Malachi was transferred up to the floor within an hour after the procedure was finished, and was eating a bottle that evening. He had some major swelling in his head due to all the fluid they gave him in the Cath Lab. He was given IV Lasix and within the next day he had urinated off most of the fluid.

We came home on Tuesday, June 3rd. Malachi is doing great! His coloring looks really good. (His feet don't get quite as purple, and he doesn't turn purple when he gets mad!) He is eating and sleeping and glad to be home.

I have included some pictures of the procedure and hope you can get an idea of what all Dr. Cheatham did. We are so thankful to our great God for protecting our son once again!

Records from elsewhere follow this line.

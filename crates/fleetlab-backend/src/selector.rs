//! Node-selector expressions
//!
//! Grammar: comma-separated tokens applied left to right. A token is a
//! number (`3`), an inclusive range (`5-7`), or either of those prefixed with
//! `-` to remove values added by earlier tokens (`-6`, `-2-3`). `ALL` or an
//! empty string select every node.

use crate::error::{FleetError, Result};
use crate::model::{GroupId, NodeNo};
use std::collections::BTreeSet;
use std::fmt;
use std::str::FromStr;

const MAX_RANGE_SPAN: u32 = 65_536;

#[derive(Debug, Clone, PartialEq, Eq, Default)]
pub enum NodeSelector {
    #[default]
    All,
    /// Ascending and de-duplicated
    List(Vec<NodeNo>),
}

impl NodeSelector {
    pub fn parse(expr: &str) -> Result<Self> {
        Ok(match parse_number_list(expr)? {
            None => NodeSelector::All,
            Some(list) => NodeSelector::List(list),
        })
    }

    pub fn single(node: NodeNo) -> Self {
        NodeSelector::List(vec![node])
    }

    pub fn is_all(&self) -> bool {
        matches!(self, NodeSelector::All)
    }

    /// Resolves against the nodes that exist. Every explicitly listed node
    /// must be present.
    pub fn resolve(&self, group: &GroupId, available: &[NodeNo]) -> Result<Vec<NodeNo>> {
        let available: BTreeSet<NodeNo> = available.iter().copied().collect();
        match self {
            NodeSelector::All => Ok(available.into_iter().collect()),
            NodeSelector::List(list) => {
                if let Some(missing) = list.iter().find(|n| !available.contains(n)) {
                    return Err(FleetError::not_found(
                        "node",
                        format!("{} node {}", group, missing),
                    ));
                }
                Ok(list.clone())
            }
        }
    }

    /// Like [`NodeSelector::resolve`], but silently drops nodes that do not exist
    pub fn resolve_existing(&self, available: &[NodeNo]) -> Vec<NodeNo> {
        let available: BTreeSet<NodeNo> = available.iter().copied().collect();
        match self {
            NodeSelector::All => available.into_iter().collect(),
            NodeSelector::List(list) => list
                .iter()
                .copied()
                .filter(|n| available.contains(n))
                .collect(),
        }
    }
}

impl FromStr for NodeSelector {
    type Err = FleetError;

    fn from_str(s: &str) -> Result<Self> {
        NodeSelector::parse(s)
    }
}

impl fmt::Display for NodeSelector {
    fn fmt(&self, f: &mut fmt::Formatter<'_>) -> fmt::Result {
        match self {
            NodeSelector::All => f.write_str("ALL"),
            NodeSelector::List(list) => {
                let parts: Vec<String> = list.iter().map(|n| n.to_string()).collect();
                f.write_str(&parts.join(","))
            }
        }
    }
}

/// Parses a number-list expression. `None` means "no filtering".
///
/// Shared by node selectors and the disk and partition filters of the CLI.
pub fn parse_number_list(expr: &str) -> Result<Option<Vec<u32>>> {
    let expr = expr.trim();
    if expr.is_empty() || expr.eq_ignore_ascii_case("all") {
        return Ok(None);
    }

    let mut selected = BTreeSet::new();
    for raw in expr.split(',') {
        let token = raw.trim();
        let (remove, body) = match token.strip_prefix('-') {
            Some(rest) => (true, rest),
            None => (false, token),
        };
        let (start, end) = parse_range(body, token)?;
        for n in start..=end {
            if remove {
                selected.remove(&n);
            } else {
                selected.insert(n);
            }
        }
    }

    Ok(Some(selected.into_iter().collect()))
}

fn parse_range(body: &str, token: &str) -> Result<(u32, u32)> {
    let invalid = |reason: &str| {
        FleetError::validation(format!("invalid node selector token '{}': {}", token, reason))
    };
    let number = |s: &str| -> Result<u32> {
        let s = s.trim();
        if s.is_empty() || !s.bytes().all(|b| b.is_ascii_digit()) {
            return Err(invalid("expected a positive number"));
        }
        let n: u32 = s.parse().map_err(|_| invalid("number out of range"))?;
        if n == 0 {
            return Err(invalid("node numbers start at 1"));
        }
        Ok(n)
    };

    match body.split_once('-') {
        None => {
            let n = number(body)?;
            Ok((n, n))
        }
        Some((start, end)) => {
            let start = number(start)?;
            let end = number(end)?;
            if end < start {
                return Err(invalid("range end is before its start"));
            }
            if end - start >= MAX_RANGE_SPAN {
                return Err(invalid("range is too large"));
            }
            Ok((start, end))
        }
    }
}

#[cfg(test)]
mod tests {
    use super::*;
    use crate::model::GroupName;

    fn list(expr: &str) -> Vec<NodeNo> {
        match NodeSelector::parse(expr).unwrap() {
            NodeSelector::List(list) => list,
            NodeSelector::All => panic!("expected a list for {expr}"),
        }
    }

    #[test]
    fn test_numbers_and_ranges() {
        assert_eq!(list("1,3,5-7"), vec![1, 3, 5, 6, 7]);
        assert_eq!(list("3,1,3"), vec![1, 3]);
        assert_eq!(list(" 2 , 4-4 "), vec![2, 4]);
    }

    #[test]
    fn test_removal_tokens() {
        assert_eq!(list("5-7,-6"), vec![5, 7]);
        assert_eq!(list("1-10,-2-9"), vec![1, 10]);
        assert_eq!(list("1,-4"), vec![1]);
        assert_eq!(list("-1"), Vec::<NodeNo>::new());
    }

    #[test]
    fn test_all_forms() {
        assert_eq!(NodeSelector::parse("ALL").unwrap(), NodeSelector::All);
        assert_eq!(NodeSelector::parse("all").unwrap(), NodeSelector::All);
        assert_eq!(NodeSelector::parse("").unwrap(), NodeSelector::All);
    }

    #[test]
    fn test_malformed_tokens() {
        for bad in ["a-b", "a", "0", "0-3", "7-5", "3--1", "1,,2", "1-", "-", "1.5"] {
            let err = NodeSelector::parse(bad).unwrap_err();
            assert!(err.is_validation(), "{bad}: {err}");
        }
    }

    #[test]
    fn test_resolve() {
        let group = GroupId::cluster(GroupName::new("mydc").unwrap());
        let available = vec![3, 1, 2];
        assert_eq!(
            NodeSelector::All.resolve(&group, &available).unwrap(),
            vec![1, 2, 3]
        );
        assert_eq!(
            NodeSelector::parse("2-3").unwrap().resolve(&group, &available).unwrap(),
            vec![2, 3]
        );
        let err = NodeSelector::parse("2,5").unwrap().resolve(&group, &available).unwrap_err();
        assert!(err.is_not_found());
        assert_eq!(
            NodeSelector::parse("2,5").unwrap().resolve_existing(&available),
            vec![2]
        );
    }

    #[test]
    fn test_display() {
        assert_eq!(NodeSelector::parse("3,1").unwrap().to_string(), "1,3");
        assert_eq!(NodeSelector::All.to_string(), "ALL");
    }
}
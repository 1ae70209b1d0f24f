use super::exec::{print_outputs, shell_argv};
use chrono::{Duration, Utc};
use fleetlab_backend::{Fleet, GroupId, GroupKind, GroupName, NodeSelector};

pub async fn handle(
    fleet: &Fleet,
    kind: GroupKind,
    name: GroupName,
    nodes: &NodeSelector,
    command: Vec<String>,
) -> anyhow::Result<()> {
    let id = GroupId::new(kind, name);
    fleet
        .expiring_soon(&id, Utc::now(), Duration::hours(1))
        .await?;

    let interactive = command.is_empty();
    let args = shell_argv(command);
    let outputs = fleet.remote().attach(&id, nodes, &args, interactive).await?;
    if !interactive {
        print_outputs(&outputs);
    }
    Ok(())
}
//! GCP backend for fleetlab
//!
//! Drives Compute Engine, Cloud Scheduler and Cloud Functions through the
//! `gcloud` CLI, reusing whatever account and project the user's shell is
//! configured with.
//!
//! - Nodes are VM instances named `fleetlab-<group>-<s|c>-<node>`; the exact
//!   fleetlab tags live in instance metadata, lowercased copies in labels
//! - Templates are images labelled `fleetlab-template=true`
//! - Firewalls are VPC firewall rules, volumes are persistent disks
//! - The expiry system is a Cloud Scheduler job calling a Cloud Function

pub mod backend;
pub mod cli;
pub mod convert;
pub mod error;
pub mod expiry;
pub mod types;

pub use backend::{GcpBackend, GcpSettings};
pub use cli::GcloudCli;
pub use error::{GcpError, Result};
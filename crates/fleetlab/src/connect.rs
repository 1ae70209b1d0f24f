//! Selects and connects the one backend named by the configuration

use anyhow::{Context, anyhow};
use fleetlab_backend::{BackendKind, ExecutionContext, Fleet, FleetBackend, parse_duration};
use fleetlab_backend_aws::{AwsBackend, AwsSettings};
use fleetlab_backend_docker::DockerBackend;
use fleetlab_backend_gcp::{GcpBackend, GcpSettings};
use fleetlab_config::FleetlabConfig;
use std::sync::Arc;

const GCP_KEY_NAME: &str = "fleetlab-gcp";

pub fn context(config: &FleetlabConfig) -> anyhow::Result<ExecutionContext> {
    let backend: BackendKind = config.backend.kind.parse()?;
    let mut ctx = ExecutionContext::new(backend).with_project(config.defaults.project.clone());
    if let Some(owner) = &config.defaults.owner {
        ctx = ctx.with_owner(owner.clone());
    }
    if let Some(threads) = config.defaults.parallel_threads {
        ctx = ctx.with_parallel_threads(threads);
    }
    if let Some(expire) = &config.defaults.expire {
        let ttl = parse_duration(expire).context("invalid defaults.expire")?;
        ctx = ctx.with_default_ttl(ttl);
    }
    Ok(ctx)
}

pub async fn open(config: &FleetlabConfig) -> anyhow::Result<Fleet> {
    let ctx = context(config)?;
    let backend: Arc<dyn FleetBackend> = match ctx.backend {
        BackendKind::Docker => Arc::new(
            DockerBackend::connect(config.docker.host.as_deref())
                .await
                .context("cannot reach the Docker engine")?,
        ),
        BackendKind::Aws => Arc::new(AwsBackend::connect(aws_settings(config)?).await?),
        BackendKind::Gcp => Arc::new(GcpBackend::connect(gcp_settings(config)?).await?),
    };
    tracing::debug!(backend = %ctx.backend, owner = %ctx.owner, "backend connected");
    Ok(Fleet::new(backend, ctx))
}

fn aws_settings(config: &FleetlabConfig) -> anyhow::Result<AwsSettings> {
    let region = config
        .aws
        .region
        .clone()
        .or_else(|| env_region("AWS_REGION"))
        .or_else(|| env_region("AWS_DEFAULT_REGION"))
        .ok_or_else(|| anyhow!("no AWS region: set aws.region in fleetlab.yaml or AWS_REGION"))?;
    let key_dir = match &config.aws.ssh_key_dir {
        Some(dir) => dir.clone(),
        None => fleetlab_config::default_key_dir()?,
    };
    Ok(AwsSettings {
        region,
        profile: config.aws.profile.clone(),
        ssh_user: config.aws.ssh_user.clone(),
        key_dir,
    })
}

fn gcp_settings(config: &FleetlabConfig) -> anyhow::Result<GcpSettings> {
    let gcp = &config.gcp;
    let project = gcp
        .project
        .clone()
        .ok_or_else(|| anyhow!("gcp.project is not set in fleetlab.yaml"))?;
    let zone = gcp
        .zone
        .clone()
        .ok_or_else(|| anyhow!("gcp.zone is not set in fleetlab.yaml"))?;
    let region = match &gcp.region {
        Some(region) => region.clone(),
        None => region_of_zone(&zone)
            .ok_or_else(|| anyhow!("cannot derive a region from zone '{}'", zone))?,
    };
    let key_path = match &gcp.ssh_key_path {
        Some(path) => path.clone(),
        None => fleetlab_config::default_key_dir()?.join(GCP_KEY_NAME),
    };
    Ok(GcpSettings {
        project,
        region,
        zone,
        ssh_user: gcp.ssh_user.clone(),
        key_path,
    })
}

/// `us-central1-a` -> `us-central1`
fn region_of_zone(zone: &str) -> Option<String> {
    zone.rsplit_once('-')
        .map(|(region, _)| region.to_string())
        .filter(|region| !region.is_empty())
}

fn env_region(key: &str) -> Option<String> {
    std::env::var(key).ok().filter(|v| !v.trim().is_empty())
}

#[cfg(test)]
mod tests {
    use super::*;
    use std::path::PathBuf;

    #[test]
    fn test_region_of_zone() {
        assert_eq!(region_of_zone("us-central1-a").as_deref(), Some("us-central1"));
        assert_eq!(region_of_zone("europe-west4-b").as_deref(), Some("europe-west4"));
        assert_eq!(region_of_zone("nozone"), None);
    }

    #[test]
    fn test_context_from_config() {
        let mut config = FleetlabConfig::default();
        config.backend.kind = "GCP".to_string();
        config.defaults.owner = Some("alice".to_string());
        config.defaults.project = Some("perf".to_string());
        config.defaults.parallel_threads = Some(4);

        let ctx = context(&config).unwrap();
        assert_eq!(ctx.backend, BackendKind::Gcp);
        assert_eq!(ctx.owner, "alice");
        assert_eq!(ctx.project.as_deref(), Some("perf"));
        assert_eq!(ctx.parallel_threads, 4);
        assert_eq!(ctx.default_ttl, chrono::Duration::hours(30));
    }

    #[test]
    fn test_context_default_expire() {
        let mut config = FleetlabConfig::default();
        config.backend.kind = "aws".to_string();
        config.defaults.expire = Some("2d".to_string());
        assert_eq!(context(&config).unwrap().default_ttl, chrono::Duration::days(2));

        config.defaults.expire = Some("0".to_string());
        assert!(context(&config).unwrap().default_ttl.is_zero());

        config.defaults.expire = Some("soon".to_string());
        assert!(context(&config).is_err());

        config.backend.kind = "docker".to_string();
        config.defaults.expire = None;
        assert!(context(&config).unwrap().default_ttl.is_zero());
    }

    #[test]
    fn test_context_rejects_unknown_backend() {
        let mut config = FleetlabConfig::default();
        config.backend.kind = "azure".to_string();
        assert!(context(&config).is_err());
    }

    #[test]
    fn test_aws_region_from_env() {
        let config = FleetlabConfig::default();
        temp_env::with_vars(
            [("AWS_REGION", None), ("AWS_DEFAULT_REGION", Some("eu-west-1"))],
            || {
                let mut config = config.clone();
                config.aws.ssh_key_dir = Some(PathBuf::from("/tmp/keys"));
                let settings = aws_settings(&config).unwrap();
                assert_eq!(settings.region, "eu-west-1");
                assert_eq!(settings.key_dir, PathBuf::from("/tmp/keys"));
            },
        );
        temp_env::with_vars_unset(["AWS_REGION", "AWS_DEFAULT_REGION"], || {
            assert!(aws_settings(&config).is_err());
        });
    }

    #[test]
    fn test_gcp_settings_derive_region() {
        let mut config = FleetlabConfig::default();
        config.gcp.project = Some("lab".to_string());
        config.gcp.zone = Some("us-east1-c".to_string());
        config.gcp.ssh_key_path = Some(PathBuf::from("/tmp/gcp-key"));

        let settings = gcp_settings(&config).unwrap();
        assert_eq!(settings.region, "us-east1");
        assert_eq!(settings.ssh_user, "fleetlab");
        assert_eq!(settings.key_path, PathBuf::from("/tmp/gcp-key"));

        config.gcp.zone = None;
        assert!(gcp_settings(&config).is_err());
    }
}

Before the stent; narrowing of the Pulmonary Artery:

After the stent; Pulmonary Artery much larger:

The balloon used to open up the stent. We got to keep it!:

20 May 2008

What is Ahead...

Malachi is getting so big! I can't believe he is going to be 7 months old on June 2nd! That is also the day they have scheduled for his Cath. They will be going in to check his Pulmonary Artery to see if there is enough blood flow getting to his lungs. If there is not enough, they will either inflate a balloon or put in a stent. The procedure is scheduled for 10:30 am on June 2nd. If all goes well he could go home the day after the Cath. We are praying that of course! Here are some great pics we took when Malachi turned 6 months old. I do not mind saying he is such a cutie!

25 April 2008

Malachi's First Haircut!

Aunt Amy came over on Sunday, April 20th, and cut Malachi's hair. Some strands were 1/2 an inch long! He is going on 6 months and was really needing the cut! He looks so cute with it cut! As sad as it was, I am glad we cut it!


05 April 2008

The Journey of Malachi's Life... Warning Some Pictures Might be Hard to Look at...

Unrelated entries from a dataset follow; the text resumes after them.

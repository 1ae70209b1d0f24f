use fleetlab_backend::FleetError;
use thiserror::Error;

pub const PROVIDER: &str = "docker";

#[derive(Error, Debug)]
pub enum DockerError {
    #[error(
        "cannot connect to Docker: {0}\n\nHint:\n  • make sure the Docker daemon is running\n  • check that `docker ps` works for this user"
    )]
    ConnectionFailed(String),

    #[error("Docker API error: {0}")]
    Api(#[from] bollard::errors::Error),

    #[error("command exited with code {code}: {output}")]
    ExecFailed { code: i64, output: String },

    #[error("IO error: {0}")]
    Io(#[from] std::io::Error),

    #[error(transparent)]
    Fleet(#[from] FleetError),
}

impl DockerError {
    /// Docker answered with this HTTP status
    pub fn is_status(&self, status: u16) -> bool {
        matches!(
            self,
            DockerError::Api(bollard::errors::Error::DockerResponseServerError { status_code, .. })
                if *status_code == status
        )
    }
}

impl From<DockerError> for FleetError {
    fn from(err: DockerError) -> Self {
        match err {
            DockerError::Fleet(e) => e,
            DockerError::Io(e) => FleetError::Io(e),
            other => FleetError::backend(PROVIDER, other.to_string()),
        }
    }
}

pub type Result<T> = std::result::Result<T, DockerError>;

/// `Ok(None)` for a 404, the value otherwise
pub fn ignore_not_found<T>(result: std::result::Result<T, bollard::errors::Error>) -> Result<Option<T>> {
    match result {
        Ok(value) => Ok(Some(value)),
        Err(bollard::errors::Error::DockerResponseServerError {
            status_code: 404, ..
        }) => Ok(None),
        Err(e) => Err(e.into()),
    }
}

#[cfg(test)]
mod tests {
    use super::*;

    fn server_error(status_code: u16) -> bollard::errors::Error {
        bollard::errors::Error::DockerResponseServerError {
            status_code,
            message: "boom".to_string(),
        }
    }

    #[test]
    fn test_status_match() {
        let err = DockerError::from(server_error(404));
        assert!(err.is_status(404));
        assert!(!err.is_status(409));
    }

    #[test]
    fn test_ignore_not_found() {
        assert_eq!(ignore_not_found::<()>(Err(server_error(404))).unwrap(), None);
        assert!(ignore_not_found::<()>(Err(server_error(500))).is_err());
        assert_eq!(ignore_not_found(Ok(3)).unwrap(), Some(3));
    }

    #[test]
    fn test_converts_to_fleet_error() {
        let err: FleetError = DockerError::from(server_error(500)).into();
        assert!(matches!(err, FleetError::Backend { .. }));

        let err: FleetError = DockerError::Fleet(FleetError::validation("bad")).into();
        assert!(err.is_validation());
    }
}
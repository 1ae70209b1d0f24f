//! Command execution inside node containers

use crate::error::Result;
use bollard::Docker;
use bollard::container::LogOutput;
use bollard::exec::{CreateExecOptions, ResizeExecOptions, StartExecOptions, StartExecResults};
use futures_util::stream::StreamExt;
use std::time::Duration;
use tokio::io::{AsyncReadExt, AsyncWriteExt};

const RESIZE_POLL: Duration = Duration::from_millis(250);

/// Interleaved stdout/stderr and exit code of one exec
#[derive(Debug, Clone, PartialEq, Eq)]
pub struct ExecOutput {
    pub output: Vec<u8>,
    pub exit_code: i64,
}

impl ExecOutput {
    pub fn success(&self) -> bool {
        self.exit_code == 0
    }
}

/// Runs `cmd` to completion and collects its output
pub async fn exec_collect(
    docker: &Docker,
    container: &str,
    cmd: Vec<String>,
    env: Vec<String>,
) -> Result<ExecOutput> {
    tracing::debug!(container = %container, cmd = ?cmd, "docker exec");
    let exec_config = CreateExecOptions {
        cmd: Some(cmd),
        env: Some(env),
        attach_stdout: Some(true),
        attach_stderr: Some(true),
        ..Default::default()
    };
    let message = docker.create_exec(container, exec_config).await?;

    let mut collected = Vec::new();
    if let StartExecResults::Attached { mut output, .. } = docker
        .start_exec(&message.id, Some(StartExecOptions::default()))
        .await?
    {
        while let Some(msg) = output.next().await {
            match msg? {
                LogOutput::StdOut { message }
                | LogOutput::StdErr { message }
                | LogOutput::Console { message } => collected.extend_from_slice(&message),
                LogOutput::StdIn { .. } => {}
            }
        }
    }

    let inspect = docker.inspect_exec(&message.id).await?;
    Ok(ExecOutput {
        output: collected,
        exit_code: inspect.exit_code.unwrap_or(0),
    })
}

/// Restores the terminal mode when dropped
struct RawModeGuard;

impl RawModeGuard {
    fn enable() -> Result<Self> {
        crossterm::terminal::enable_raw_mode()?;
        Ok(Self)
    }
}

impl Drop for RawModeGuard {
    fn drop(&mut self) {
        let _ = crossterm::terminal::disable_raw_mode();
    }
}

/// Attaches the local terminal to `cmd` in a TTY and returns its exit code.
///
/// Local stdin is forwarded until EOF, which closes the remote stdin, and
/// terminal size changes are propagated while the session runs.
pub async fn exec_interactive(
    docker: &Docker,
    container: &str,
    cmd: Vec<String>,
    env: Vec<String>,
) -> Result<i64> {
    tracing::debug!(container = %container, cmd = ?cmd, "docker exec (interactive)");
    let exec_config = CreateExecOptions {
        cmd: Some(cmd),
        env: Some(env),
        tty: Some(true),
        attach_stdin: Some(true),
        attach_stdout: Some(true),
        attach_stderr: Some(true),
        ..Default::default()
    };
    let message = docker.create_exec(container, exec_config).await?;
    let exec_id = message.id;

    let start_config = StartExecOptions {
        tty: true,
        ..Default::default()
    };
    let StartExecResults::Attached {
        mut output,
        mut input,
    } = docker.start_exec(&exec_id, Some(start_config)).await?
    else {
        return Ok(0);
    };

    let guard = RawModeGuard::enable()?;

    let stdin_task = tokio::spawn(async move {
        let mut stdin = tokio::io::stdin();
        let mut buf = [0u8; 1024];
        loop {
            match stdin.read(&mut buf).await {
                Ok(0) | Err(_) => break,
                Ok(n) => {
                    if input.write_all(&buf[..n]).await.is_err() {
                        break;
                    }
                }
            }
        }
        let _ = input.shutdown().await;
    });

    let resize_docker = docker.clone();
    let resize_id = exec_id.clone();
    let resize_task = tokio::spawn(async move {
        let mut last = None;
        loop {
            if let Ok((width, height)) = crossterm::terminal::size()
                && last != Some((width, height))
            {
                last = Some((width, height));
                if let Err(e) = resize_docker
                    .resize_exec(&resize_id, ResizeExecOptions { height, width })
                    .await
                {
                    tracing::debug!(error = %e, "terminal resize failed");
                }
            }
            tokio::time::sleep(RESIZE_POLL).await;
        }
    });

    let mut stdout = tokio::io::stdout();
    while let Some(msg) = output.next().await {
        match msg {
            Ok(LogOutput::StdIn { .. }) => {}
            Ok(out) => {
                stdout.write_all(&out.into_bytes()).await?;
                stdout.flush().await?;
            }
            Err(e) => {
                tracing::debug!(error = %e, "exec stream ended");
                break;
            }
        }
    }

    stdin_task.abort();
    resize_task.abort();
    drop(guard);

    let inspect = docker.inspect_exec(&exec_id).await?;
    Ok(inspect.exit_code.unwrap_or(0))
}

November 2, 2007, 3:04 p.m., 5 lbs 2 oz, 19 3/4 inches long:

Life in the CICU:

First Surgery to Remove Tracheal Webbing from Throat, November 9, 2007:

First Heart Surgery, November 13, 2007:
Life on 7th South:

Back in CICU after Cath Lab Atrial Septostomy, December 17, 2007:

Home for a Month, December 22, 2007 - January 22, 2008:

Waiting for the Next Surgery in Pittsburgh, January 22, 2008 - February 22, 2008:

Second Heart Surgery, February 22, 2008:

Home for a Week and a Half, March 1, 2008 - March 12, 2008:

Back to Pittsburgh March 12, 2008:

Transfer to Nationwide Children's Hospital in Columbus, March 19, 2008:

After G-Tube Surgery, March 31, 2008:

Going Home, April 4, 2008:

04 April 2008

We Are HOME!!!!

Malachi was ready to get of the hospital. He cracks me up with his "talking." We are now home and so thankful to be. Philip is liking his new job and we are settling in here in Ohio. We miss friends and family in Erie, but it is nice for me to be here close to my family. We love you and appreciate all your faithful prayers for Malachi. When we left this afternoon it was the first time we left the hospital feeling like Malachi was doing really well. He is so content and happy. It is so great!

02 April 2008

The New Malachi!!!

Look at ME! NO TUBE!!!!!





























31 March 2008

Thanks for the Prayers...

Thank you to all for your faithful prayers for our son. He is doing well other than some hunger and surgery pains. We will take some better photos once he is feeling a lot better. I wanted to show everyone what he actually looks like without a feeding tube in his nose! He was cute before but now WOW! Cutie pie! The surgery went very well. Malachi was extubated immediately after surgery. He was in post-op for just 30 minutes and they brought him back to the room promptly. He is in some pain from the surgery, but they are treating it with pain meds. We hope to have him eating again tomorrow evening. Hopefully fully recovered and home by Friday! Thanks again and again for all the prayers and support! We love you all.